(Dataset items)
━━━━━━━━━━━━━━━━

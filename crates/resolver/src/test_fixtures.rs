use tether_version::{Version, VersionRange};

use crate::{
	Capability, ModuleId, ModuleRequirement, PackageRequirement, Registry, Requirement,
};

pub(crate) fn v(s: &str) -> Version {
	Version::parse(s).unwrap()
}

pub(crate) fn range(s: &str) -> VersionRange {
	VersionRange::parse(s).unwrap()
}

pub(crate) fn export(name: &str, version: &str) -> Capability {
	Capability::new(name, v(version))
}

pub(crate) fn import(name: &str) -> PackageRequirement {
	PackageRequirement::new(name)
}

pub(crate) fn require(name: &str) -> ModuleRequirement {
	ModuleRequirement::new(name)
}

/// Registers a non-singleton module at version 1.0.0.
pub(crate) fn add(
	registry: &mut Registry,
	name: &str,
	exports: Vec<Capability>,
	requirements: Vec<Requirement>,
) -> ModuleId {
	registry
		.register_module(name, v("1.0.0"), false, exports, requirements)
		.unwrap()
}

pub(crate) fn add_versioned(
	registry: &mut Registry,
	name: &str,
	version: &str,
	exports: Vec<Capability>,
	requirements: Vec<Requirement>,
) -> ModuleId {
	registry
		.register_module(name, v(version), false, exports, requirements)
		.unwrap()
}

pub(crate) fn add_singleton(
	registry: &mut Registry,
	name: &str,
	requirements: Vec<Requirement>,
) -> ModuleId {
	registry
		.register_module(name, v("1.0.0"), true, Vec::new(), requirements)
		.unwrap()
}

━━━━━━━━━━━━━━━━

In the entries above, find lines with "PackageRequirement" and copy each.

	Capability, ModuleId, ModuleRequirement, PackageRequirement, Registry, Requirement,
pub(crate) fn import(name: &str) -> PackageRequirement {
	PackageRequirement::new(name)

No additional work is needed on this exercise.